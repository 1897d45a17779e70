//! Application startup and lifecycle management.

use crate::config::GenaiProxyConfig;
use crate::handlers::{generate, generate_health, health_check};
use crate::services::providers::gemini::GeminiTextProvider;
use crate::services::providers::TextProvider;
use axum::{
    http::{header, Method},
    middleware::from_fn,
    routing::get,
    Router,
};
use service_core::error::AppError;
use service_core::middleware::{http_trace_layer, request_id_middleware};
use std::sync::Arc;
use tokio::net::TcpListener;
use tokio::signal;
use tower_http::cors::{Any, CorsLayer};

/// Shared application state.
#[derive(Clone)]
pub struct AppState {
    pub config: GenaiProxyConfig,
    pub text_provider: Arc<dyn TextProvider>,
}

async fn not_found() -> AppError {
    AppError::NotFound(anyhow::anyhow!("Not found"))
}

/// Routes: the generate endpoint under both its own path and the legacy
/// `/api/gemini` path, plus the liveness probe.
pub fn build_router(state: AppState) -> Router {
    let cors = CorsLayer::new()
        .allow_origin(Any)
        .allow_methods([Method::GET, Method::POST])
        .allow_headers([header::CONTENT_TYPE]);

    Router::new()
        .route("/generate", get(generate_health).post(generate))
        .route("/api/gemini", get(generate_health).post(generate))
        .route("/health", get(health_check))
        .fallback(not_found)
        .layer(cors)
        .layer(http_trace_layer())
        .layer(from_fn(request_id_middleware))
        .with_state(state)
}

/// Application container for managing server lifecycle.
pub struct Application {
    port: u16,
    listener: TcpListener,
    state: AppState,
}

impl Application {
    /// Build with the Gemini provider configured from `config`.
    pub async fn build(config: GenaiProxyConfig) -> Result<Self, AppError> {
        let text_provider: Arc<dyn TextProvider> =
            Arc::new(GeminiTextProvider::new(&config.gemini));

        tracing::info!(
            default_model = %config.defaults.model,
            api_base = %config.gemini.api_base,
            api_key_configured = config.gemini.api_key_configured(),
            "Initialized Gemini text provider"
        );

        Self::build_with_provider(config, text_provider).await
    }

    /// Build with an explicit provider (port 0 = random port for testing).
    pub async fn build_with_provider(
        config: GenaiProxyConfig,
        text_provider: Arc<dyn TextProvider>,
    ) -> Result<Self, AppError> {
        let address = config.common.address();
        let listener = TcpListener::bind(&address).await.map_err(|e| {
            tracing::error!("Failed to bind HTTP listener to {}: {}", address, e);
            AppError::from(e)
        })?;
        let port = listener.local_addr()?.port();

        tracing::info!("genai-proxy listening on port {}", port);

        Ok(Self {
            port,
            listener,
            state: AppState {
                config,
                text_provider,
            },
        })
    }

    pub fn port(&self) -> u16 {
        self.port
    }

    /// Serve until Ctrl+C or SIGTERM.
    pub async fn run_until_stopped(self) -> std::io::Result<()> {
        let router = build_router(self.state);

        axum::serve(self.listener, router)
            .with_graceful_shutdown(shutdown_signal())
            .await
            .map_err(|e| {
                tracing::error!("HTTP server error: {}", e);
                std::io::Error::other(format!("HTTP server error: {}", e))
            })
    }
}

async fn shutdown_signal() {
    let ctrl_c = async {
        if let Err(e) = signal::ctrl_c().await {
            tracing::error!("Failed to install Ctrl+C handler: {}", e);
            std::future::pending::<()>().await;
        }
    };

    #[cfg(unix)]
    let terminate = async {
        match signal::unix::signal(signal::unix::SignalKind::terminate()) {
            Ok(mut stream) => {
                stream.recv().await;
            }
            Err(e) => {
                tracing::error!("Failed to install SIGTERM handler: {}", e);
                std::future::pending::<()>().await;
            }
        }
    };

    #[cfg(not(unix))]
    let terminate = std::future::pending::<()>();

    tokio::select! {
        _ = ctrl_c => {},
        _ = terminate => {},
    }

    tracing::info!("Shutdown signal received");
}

::::

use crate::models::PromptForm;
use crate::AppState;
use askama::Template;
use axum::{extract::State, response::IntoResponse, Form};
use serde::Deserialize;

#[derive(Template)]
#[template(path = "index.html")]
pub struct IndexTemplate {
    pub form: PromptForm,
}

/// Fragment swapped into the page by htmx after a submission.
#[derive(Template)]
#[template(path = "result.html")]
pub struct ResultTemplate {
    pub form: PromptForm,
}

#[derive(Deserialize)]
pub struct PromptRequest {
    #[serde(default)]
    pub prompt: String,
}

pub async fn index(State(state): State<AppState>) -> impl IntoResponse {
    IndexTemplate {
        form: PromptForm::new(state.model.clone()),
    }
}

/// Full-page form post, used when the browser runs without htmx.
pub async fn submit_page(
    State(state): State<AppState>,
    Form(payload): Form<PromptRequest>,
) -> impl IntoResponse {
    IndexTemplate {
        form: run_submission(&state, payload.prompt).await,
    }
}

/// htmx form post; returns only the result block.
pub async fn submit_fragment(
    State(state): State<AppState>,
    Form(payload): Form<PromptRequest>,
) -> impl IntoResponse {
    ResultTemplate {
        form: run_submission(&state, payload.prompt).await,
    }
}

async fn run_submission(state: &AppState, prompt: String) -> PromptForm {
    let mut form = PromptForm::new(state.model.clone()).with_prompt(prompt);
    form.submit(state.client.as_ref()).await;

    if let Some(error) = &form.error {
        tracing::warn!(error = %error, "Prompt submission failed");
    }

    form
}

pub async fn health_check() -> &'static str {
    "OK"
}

::::

» **Problem to solve**
Across the entries, how many lines contain "PromptForm"? Reply with the number only.

» **Solution to the exercise**
6